Ahora bien, si la accionante considera que su caso merece especial atención por parte del Tribunal Administrativo de la Guajira, puede acudir ante dicha entidad, con el fin de exponer sus razones, pues aun cuando ha aportado algunos impulsos procesales, en estos no resulta patente la acreditación de una situación que amerite un trato prioritario del proceso.
De igual manera, se advierte a la parte actora que comoquiera que lo que pretende tiene la potencialidad de afectar igualmente sus derechos y los de las demás personas que esperan una decisión por parte del Tribunal Administrativo de La Guajira, corresponde a este en primer término realizar un examen de ponderación entre las razones por esgrimidas con el fin de obtener prelación sobre el asunto puesto en conocimiento.
En ese orden, la Sala no encuentra elementos para acreditar la mora judicial alegada en el escrito de tutela, por lo que no es procedente acceder al amparo solicitado.
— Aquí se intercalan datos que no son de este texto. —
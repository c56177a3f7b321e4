//! The pure valuation pipeline.
//!
//! filter -> weighted statistics -> adjustments -> confidence -> compose.
//! No I/O, no clock reads, no randomness: identical inputs produce
//! bit-identical results. Collaborator plumbing (market search, decode,
//! caching, persistence) lives in the service layer.

use tracing::debug;

use crate::core::error::ValuationError;
use crate::core::types::{NormalizedRequest, RawListing, StrategyOutcome, ValuationResult};
use crate::valuation::adjustments::AdjustmentCalculator;
use crate::valuation::composer::{sources_of, ValuationComposer};
use crate::valuation::confidence::ConfidenceScorer;
use crate::valuation::explanation;
use crate::valuation::filters::{FilterTarget, ListingFilter};
use crate::valuation::stats::weighted_median;

pub struct ValuationEngine {
    filter: ListingFilter,
    adjustments: AdjustmentCalculator,
    confidence: ConfidenceScorer,
    composer: ValuationComposer,
}

impl Default for ValuationEngine {
    fn default() -> Self {
        Self::new()
    }
}

impl ValuationEngine {
    pub fn new() -> Self {
        Self {
            filter: ListingFilter::new(),
            adjustments: AdjustmentCalculator::new(),
            confidence: ConfidenceScorer::new(),
            composer: ValuationComposer::new(),
        }
    }

    pub fn adjustment_calculator(&self) -> &AdjustmentCalculator {
        &self.adjustments
    }

    pub fn composer(&self) -> &ValuationComposer {
        &self.composer
    }

    /// Run the full pipeline over one merged listing snapshot.
    ///
    /// An empty quality set is a hard `InsufficientData` failure: the engine
    /// never silently falls back to unfiltered data. The caller decides
    /// whether to retry with a broader search or a baseline model.
    pub fn appraise(
        &self,
        request: &NormalizedRequest,
        listings: Vec<RawListing>,
        range_band: f64,
        outcome: StrategyOutcome,
    ) -> Result<ValuationResult, ValuationError> {
        let candidates = listings.len();
        let target = FilterTarget {
            year: request.vehicle.year,
            mileage: request.mileage,
            trim: request.vehicle.trim.clone(),
        };

        let quality = self.filter.filter(listings, &target);
        if quality.is_empty() {
            return Err(ValuationError::InsufficientData { candidates });
        }

        let base_value = weighted_median(&quality)
            .ok_or(ValuationError::InsufficientData { candidates })?;
        debug!(%base_value, quality = quality.len(), "weighted median established");

        let adjustments = self.adjustments.compute(base_value, request);
        let (confidence_score, breakdown) = self.confidence.score(&quality, request);

        let sources = sources_of(&quality);
        let mut result = self.composer.compose(
            base_value,
            adjustments,
            confidence_score,
            breakdown,
            quality,
            sources,
            range_band,
            outcome,
        )?;
        result.explanation = explanation::narrative(request, &result);
        Ok(result)
    }
}

#[cfg(test)]
mod tests {
    use super::*;
    use crate::core::types::{Condition, NormalizedVehicle, TitleStatus};
    use crate::valuation::composer::DEFAULT_RANGE_BAND;
    use rust_decimal::Decimal;

    fn request() -> NormalizedRequest {
        NormalizedRequest {
            vin: "1HGCM82633A004352".to_string(),
            zip_code: "11111".to_string(),
            mileage: 45_000,
            condition: Condition::Good,
            title_status: TitleStatus::Clean,
            vehicle: NormalizedVehicle {
                make: "toyota".to_string(),
                model: "camry".to_string(),
                year: 2019,
                // Age 5 at as_of 2024 -> expected mileage 60000, so the
                // 45000-mile request earns a positive mileage adjustment.
                trim: None,
                fuel_type: None,
            },
            as_of_year: 2024,
        }
    }

    fn listing(price: i64) -> RawListing {
        RawListing {
            price: Decimal::from(price),
            mileage: Some(45_000),
            year: Some(2019),
            trim: None,
            condition: None,
            source: "cargurus".to_string(),
            source_trust_weight: Some(0.9),
            url: None,
            location: None,
            vin: None,
            dealer_name: None,
        }
    }

    fn scenario_listings() -> Vec<RawListing> {
        [
            18_000, 18_500, 19_000, 19_200, 19_500, 19_800, 20_000, 20_200, 20_500, 21_000,
            21_500, 95_000,
        ]
        .iter()
        .map(|p| listing(*p))
        .collect()
    }

    #[test]
    fn outlier_is_rejected_and_median_lands_in_band() {
        let engine = ValuationEngine::new();
        let result = engine
            .appraise(
                &request(),
                scenario_listings(),
                DEFAULT_RANGE_BAND,
                StrategyOutcome::ExactMatch,
            )
            .unwrap();

        assert_eq!(result.market_listings.len(), 11);
        assert!(result.base_value >= Decimal::from(19_000));
        assert!(result.base_value <= Decimal::from(20_500));
        let (low, high) = result.price_range;
        assert!(low < result.final_value && result.final_value < high);
        assert!(result.confidence_score <= 95);
    }

    #[test]
    fn identical_inputs_produce_identical_results() {
        let engine = ValuationEngine::new();
        let a = engine
            .appraise(
                &request(),
                scenario_listings(),
                DEFAULT_RANGE_BAND,
                StrategyOutcome::ExactMatch,
            )
            .unwrap();
        let b = engine
            .appraise(
                &request(),
                scenario_listings(),
                DEFAULT_RANGE_BAND,
                StrategyOutcome::ExactMatch,
            )
            .unwrap();

        assert_eq!(a.base_value, b.base_value);
        assert_eq!(a.final_value, b.final_value);
        assert_eq!(a.price_range, b.price_range);
        assert_eq!(a.confidence_score, b.confidence_score);
        assert_eq!(a.explanation, b.explanation);
    }

    #[test]
    fn zero_surviving_listings_is_insufficient_data() {
        let engine = ValuationEngine::new();
        // Every candidate fails the year window.
        let stale: Vec<RawListing> = (0..4)
            .map(|_| {
                let mut l = listing(18_000);
                l.year = Some(2010);
                l
            })
            .collect();
        let err = engine
            .appraise(&request(), stale, DEFAULT_RANGE_BAND, StrategyOutcome::ExactMatch)
            .unwrap_err();
        assert!(matches!(err, ValuationError::InsufficientData { candidates: 4 }));
    }

    #[test]
    fn empty_input_is_insufficient_data() {
        let engine = ValuationEngine::new();
        let err = engine
            .appraise(
                &request(),
                Vec::new(),
                DEFAULT_RANGE_BAND,
                StrategyOutcome::ExactMatch,
            )
            .unwrap_err();
        assert!(matches!(err, ValuationError::InsufficientData { candidates: 0 }));
    }

    #[test]
    fn floor_invariant_holds_for_catastrophic_history() {
        let engine = ValuationEngine::new();
        let mut req = request();
        req.condition = Condition::Poor;
        req.title_status = TitleStatus::Salvage;
        req.mileage = 200_000;

        // Keep the listing set valid for a 200k-mile target.
        let listings: Vec<RawListing> = [18_000, 19_000, 19_500, 20_000, 20_500]
            .iter()
            .map(|p| {
                let mut l = listing(*p);
                l.mileage = Some(195_000);
                l
            })
            .collect();

        let result = engine
            .appraise(&req, listings, DEFAULT_RANGE_BAND, StrategyOutcome::ExactMatch)
            .unwrap();
        let floor = (result.base_value * Decimal::new(3, 1)).round();
        assert!(result.final_value >= floor);
        assert!(result.final_value > Decimal::ZERO);
    }
}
II. DECISIÓN En conclusión, la Sala confirmará la sentencia de 4 de febrero de 2021, proferida por el Consejo de Estado, Sección Segunda – Subsección A, en el entendido que negó la protección de los derechos fundamentales de la señora Ángela de las Mercedes Suárez Abad.
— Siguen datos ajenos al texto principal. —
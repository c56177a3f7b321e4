//! Concurrent multi-source listing search.
//!
//! Sources are queried in parallel with a per-source timeout; a failed or
//! slow source costs its own results, never the whole search. Merged
//! results are deduplicated before they reach the filter.

use futures::future::join_all;
use std::collections::HashSet;
use std::sync::Arc;
use std::time::Duration;
use tracing::{info, warn};

use crate::core::types::RawListing;
use crate::market::client::{ListingQuery, MarketSearchClient};

pub struct MarketSearchAggregator {
    clients: Vec<Arc<dyn MarketSearchClient>>,
    search_timeout: Duration,
}

impl MarketSearchAggregator {
    pub fn new(clients: Vec<Arc<dyn MarketSearchClient>>, search_timeout: Duration) -> Self {
        Self {
            clients,
            search_timeout,
        }
    }

    pub async fn search_all(&self, query: &ListingQuery) -> Vec<RawListing> {
        let searches = self.clients.iter().map(|client| {
            let client = Arc::clone(client);
            let query = query.clone();
            let timeout = self.search_timeout;
            async move {
                let name = client.source_name().to_string();
                match tokio::time::timeout(timeout, client.search_listings(&query)).await {
                    Ok(Ok(listings)) => (name, listings),
                    Ok(Err(e)) => {
                        warn!(source = %name, error = %e, "market source failed");
                        (name, Vec::new())
                    }
                    Err(_) => {
                        warn!(source = %name, ?timeout, "market source timed out");
                        (name, Vec::new())
                    }
                }
            }
        });

        let mut merged = Vec::new();
        for (name, listings) in join_all(searches).await {
            info!(source = %name, count = listings.len(), "market source responded");
            merged.extend(listings);
        }

        let before = merged.len();
        let deduped = dedupe(merged);
        if deduped.len() < before {
            info!(dropped = before - deduped.len(), "duplicate listings merged away");
        }
        deduped
    }
}

/// Drop repeated observations of the same vehicle. The URL identifies a
/// listing when present; otherwise a composite of source, price, mileage
/// and year stands in.
fn dedupe(listings: Vec<RawListing>) -> Vec<RawListing> {
    let mut seen: HashSet<String> = HashSet::new();
    let mut unique = Vec::new();
    for listing in listings {
        let key = match (&listing.url, &listing.vin) {
            (Some(url), _) => format!("url:{url}"),
            (None, Some(vin)) => format!("vin:{vin}"),
            _ => format!(
                "{}:{}:{}:{}",
                listing.source,
                listing.price,
                listing.mileage.unwrap_or(-1),
                listing.year.unwrap_or(-1)
            ),
        };
        if seen.insert(key) {
            unique.push(listing);
        }
    }
    unique
}

#[cfg(test)]
mod tests {
    use super::*;
    use crate::market::simulator::SimMarketSearchClient;
    use anyhow::anyhow;
    use async_trait::async_trait;
    use rust_decimal::Decimal;

    struct FailingClient;

    #[async_trait]
    impl MarketSearchClient for FailingClient {
        fn source_name(&self) -> &str {
            "failing"
        }

        async fn search_listings(&self, _query: &ListingQuery) -> anyhow::Result<Vec<RawListing>> {
            Err(anyhow!("source unavailable"))
        }
    }

    fn query() -> ListingQuery {
        ListingQuery {
            make: "toyota".to_string(),
            model: "camry".to_string(),
            year: 2019,
            trim: None,
            zip_code: None,
            radius_miles: 100,
        }
    }

    fn listing(price: i64, url: Option<&str>) -> RawListing {
        RawListing {
            price: Decimal::from(price),
            mileage: Some(40_000),
            year: Some(2019),
            trim: None,
            condition: None,
            source: "cargurus".to_string(),
            source_trust_weight: Some(0.9),
            url: url.map(|u| u.to_string()),
            location: None,
            vin: None,
            dealer_name: None,
        }
    }

    #[tokio::test]
    async fn failed_source_does_not_sink_the_search() {
        let agg = MarketSearchAggregator::new(
            vec![
                Arc::new(FailingClient),
                Arc::new(SimMarketSearchClient::sample()),
            ],
            Duration::from_secs(5),
        );
        let merged = agg.search_all(&query()).await;
        assert_eq!(merged.len(), 12);
    }

    #[tokio::test]
    async fn duplicate_urls_are_merged() {
        let duplicated = vec![
            listing(19_000, Some("https://x/1")),
            listing(19_000, Some("https://x/1")),
            listing(19_500, None),
        ];
        let agg = MarketSearchAggregator::new(
            vec![Arc::new(SimMarketSearchClient::new("dup", duplicated))],
            Duration::from_secs(5),
        );
        let merged = agg.search_all(&query()).await;
        assert_eq!(merged.len(), 2);
    }

    #[test]
    fn composite_key_dedupes_unlinked_listings() {
        let twice = vec![listing(19_000, None), listing(19_000, None)];
        assert_eq!(dedupe(twice).len(), 1);
    }
}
Lo anterior, puesto que al margen de las consideraciones realizadas por el a quo, la Sala estima que el asunto debía estudiarse de fondo. En mérito de lo expuesto, el Consejo de Estado, Sala de lo Contencioso Administrativo, Sección Segunda, Subsección B, administrando justicia en nombre de la República y por autoridad de la Ley, FALLA CONFIRMAR la sentencia de 4 de febrero de 2021, proferida por el Consejo de Estado, Sección Segunda – Subsección A, dentro de la acción de tutela de la referencia, atendiendo a las razones expuestas por esta Sala en la parte motiva de la decisión. Se deja constancia de que esta providencia se firma en forma electrónica mediante el aplicativo SAMAI, el certificado digital que arroja el sistema valida la integridad y autenticidad del presente documento en el link http://relatoria.consejodeestado.gov.co:8081/Vistas/documentos/evalidador Remítase a la Corte Constitucional para su eventual revisión. Envíese copia de esta providencia al Despacho de origen.
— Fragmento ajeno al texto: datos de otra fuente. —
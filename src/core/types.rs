use rust_decimal::Decimal;
use serde::{Deserialize, Serialize};
use std::fmt;
use std::str::FromStr;

// ----------- Request side -----------------

/// Reported mechanical/cosmetic state of the vehicle being valued.
#[derive(Clone, Copy, Debug, PartialEq, Eq, Serialize, Deserialize)]
#[serde(rename_all = "snake_case")]
pub enum Condition {
    Excellent,
    VeryGood,
    Good,
    Fair,
    Poor,
}

impl Condition {
    pub fn as_str(&self) -> &'static str {
        match self {
            Condition::Excellent => "excellent",
            Condition::VeryGood => "very_good",
            Condition::Good => "good",
            Condition::Fair => "fair",
            Condition::Poor => "poor",
        }
    }
}

impl FromStr for Condition {
    type Err = String;

    fn from_str(s: &str) -> Result<Self, Self::Err> {
        match s.trim().to_lowercase().replace(' ', "_").as_str() {
            "excellent" => Ok(Condition::Excellent),
            "very_good" => Ok(Condition::VeryGood),
            "good" => Ok(Condition::Good),
            "fair" => Ok(Condition::Fair),
            "poor" => Ok(Condition::Poor),
            other => Err(format!("unknown condition '{other}'")),
        }
    }
}

impl fmt::Display for Condition {
    fn fmt(&self, f: &mut fmt::Formatter<'_>) -> fmt::Result {
        write!(f, "{}", self.as_str())
    }
}

/// Legal/insurance classification of the vehicle's title history.
#[derive(Clone, Copy, Debug, PartialEq, Eq, Serialize, Deserialize)]
#[serde(rename_all = "snake_case")]
pub enum TitleStatus {
    Clean,
    Rebuilt,
    Salvage,
    Flood,
    Lemon,
}

impl TitleStatus {
    pub fn as_str(&self) -> &'static str {
        match self {
            TitleStatus::Clean => "clean",
            TitleStatus::Rebuilt => "rebuilt",
            TitleStatus::Salvage => "salvage",
            TitleStatus::Flood => "flood",
            TitleStatus::Lemon => "lemon",
        }
    }
}

impl FromStr for TitleStatus {
    type Err = String;

    fn from_str(s: &str) -> Result<Self, Self::Err> {
        match s.trim().to_lowercase().as_str() {
            "clean" => Ok(TitleStatus::Clean),
            "rebuilt" => Ok(TitleStatus::Rebuilt),
            "salvage" => Ok(TitleStatus::Salvage),
            "flood" => Ok(TitleStatus::Flood),
            "lemon" => Ok(TitleStatus::Lemon),
            other => Err(format!("unknown title status '{other}'")),
        }
    }
}

impl fmt::Display for TitleStatus {
    fn fmt(&self, f: &mut fmt::Formatter<'_>) -> fmt::Result {
        write!(f, "{}", self.as_str())
    }
}

/// Vehicle attributes as supplied by the decode collaborator (or the caller).
#[derive(Clone, Debug, Serialize, Deserialize)]
pub struct DecodedVehicle {
    pub make: String,
    pub model: String,
    pub year: i32,
    #[serde(default)]
    pub trim: Option<String>,
    #[serde(default, rename = "fuelType")]
    pub fuel_type: Option<String>,
}

/// Untyped valuation request as it arrives from the caller. Field-level
/// validation happens in the normalizer, which reports every violation at
/// once rather than stopping at the first.
#[derive(Clone, Debug, Serialize, Deserialize)]
pub struct RawValuationRequest {
    pub vin: String,
    #[serde(rename = "zipCode")]
    pub zip_code: String,
    pub mileage: i64,
    pub condition: String,
    #[serde(default = "default_title_status", rename = "titleStatus")]
    pub title_status: String,
    #[serde(default)]
    pub vehicle: Option<DecodedVehicle>,
}

fn default_title_status() -> String {
    "clean".to_string()
}

/// Canonical vehicle attributes after normalization (lower-cased, trimmed).
#[derive(Clone, Debug, Serialize, Deserialize)]
pub struct NormalizedVehicle {
    pub make: String,
    pub model: String,
    pub year: i32,
    pub trim: Option<String>,
    pub fuel_type: Option<String>,
}

/// Fully validated request. Only this form enters the scoring pipeline.
#[derive(Clone, Debug, Serialize, Deserialize)]
pub struct NormalizedRequest {
    pub vin: String,
    pub zip_code: String,
    pub mileage: i64,
    pub condition: Condition,
    pub title_status: TitleStatus,
    pub vehicle: NormalizedVehicle,
    /// Calendar year the valuation is performed in. Passed explicitly so the
    /// pipeline stays a pure function of its inputs.
    pub as_of_year: i32,
}

impl NormalizedRequest {
    pub fn vehicle_age(&self) -> i32 {
        (self.as_of_year - self.vehicle.year).max(0)
    }
}

// ----------- Listing side -----------------

/// One observed market price point for a comparable vehicle, as returned by
/// a market search collaborator. Ephemeral: consumed once per valuation run,
/// never persisted by the engine itself.
#[derive(Clone, Debug, Serialize, Deserialize)]
pub struct RawListing {
    pub price: Decimal,
    #[serde(default)]
    pub mileage: Option<i64>,
    #[serde(default)]
    pub year: Option<i32>,
    #[serde(default)]
    pub trim: Option<String>,
    #[serde(default)]
    pub condition: Option<String>,
    pub source: String,
    #[serde(default, rename = "sourceTrustWeight")]
    pub source_trust_weight: Option<f64>,
    #[serde(default)]
    pub url: Option<String>,
    #[serde(default)]
    pub location: Option<String>,
    #[serde(default)]
    pub vin: Option<String>,
    #[serde(default, rename = "dealerName")]
    pub dealer_name: Option<String>,
}

impl RawListing {
    /// Trust weight used by the weighted statistics; 0.7 when the source
    /// carries no explicit weight.
    pub fn trust_weight(&self) -> f64 {
        self.source_trust_weight.unwrap_or(0.7)
    }
}

/// A RawListing that survived every filter stage. Same shape, with the
/// filter's guarantees attached: sane price, year/mileage inside the
/// comparison windows, price inside the Tukey fence.
#[derive(Clone, Debug, Serialize, Deserialize)]
pub struct QualityListing {
    pub listing: RawListing,
}

impl QualityListing {
    pub fn price(&self) -> Decimal {
        self.listing.price
    }

    pub fn trust_weight(&self) -> f64 {
        self.listing.trust_weight()
    }
}

// ----------- Result side -----------------

/// One named value delta applied against the market base value.
#[derive(Clone, Debug, Serialize, Deserialize)]
pub struct AdjustmentEntry {
    pub factor: String,
    pub impact: Decimal,
    pub description: String,
}

/// Per-component confidence contributions. Caps: 30/20/20/10/10/10.
#[derive(Clone, Debug, Default, Serialize, Deserialize)]
pub struct ConfidenceBreakdown {
    pub listing_volume: f64,
    pub listing_variance: f64,
    pub source_trust: f64,
    pub mileage_proximity: f64,
    pub condition_match: f64,
    pub title_status: f64,
}

impl ConfidenceBreakdown {
    pub fn total(&self) -> f64 {
        self.listing_volume
            + self.listing_variance
            + self.source_trust
            + self.mileage_proximity
            + self.condition_match
            + self.title_status
    }
}

/// Which data-source strategy produced a valuation. Each strategy carries
/// its own confidence cap and price-band policy in the service layer.
#[derive(Clone, Copy, Debug, PartialEq, Eq, Serialize, Deserialize)]
#[serde(rename_all = "snake_case")]
pub enum StrategyOutcome {
    ExactMatch,
    SimilarVehicles,
    BroaderSearch,
    BaselineEstimate,
}

impl fmt::Display for StrategyOutcome {
    fn fmt(&self, f: &mut fmt::Formatter<'_>) -> fmt::Result {
        let s = match self {
            StrategyOutcome::ExactMatch => "exact_match",
            StrategyOutcome::SimilarVehicles => "similar_vehicles",
            StrategyOutcome::BroaderSearch => "broader_search",
            StrategyOutcome::BaselineEstimate => "baseline_estimate",
        };
        write!(f, "{s}")
    }
}

/// Finished valuation. Immutable after construction; consumed by the UI and
/// persistence collaborators.
#[derive(Clone, Debug, Serialize, Deserialize)]
pub struct ValuationResult {
    pub base_value: Decimal,
    pub final_value: Decimal,
    pub price_range: (Decimal, Decimal),
    pub confidence_score: u8,
    pub confidence_breakdown: ConfidenceBreakdown,
    pub adjustments: Vec<AdjustmentEntry>,
    pub market_listings: Vec<QualityListing>,
    pub sources_used: Vec<String>,
    pub outcome: StrategyOutcome,
    pub explanation: String,
}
La anterior providencia fue discutida y aprobada por la Sala en sesión de la fecha. CÓPIESE,
COMUNÍQUESE,
NOTIFÍQUESE Y CÚMPLASE Firmado electrónicamente CÉSAR PALOMINO CORTÉS Firmado electrónicamente CARMELO PERDOMO CUÉTER Firmado electrónicamente SANDRA LISSET IBARRA VÉLEZ ----------------------- [1] Por medio del cual se modifica el Reglamento del Consejo de Estado. [2] T-348 de 1993, M. P. Hernando Herrera Vergara. [3] T-945 A/98, M.P. Marco Gerardo Monroy Cabra. [4] Ibídem. [5] “Por el cual se adoptan medidas transitorias por motivos de salubridad pública”. [6] “Por medio del cual se prorrogan las medidas de suspensión de términos, se amplían sus excepciones y se adoptan otras medidas por motivos de salubridad pública y fuerza mayor”.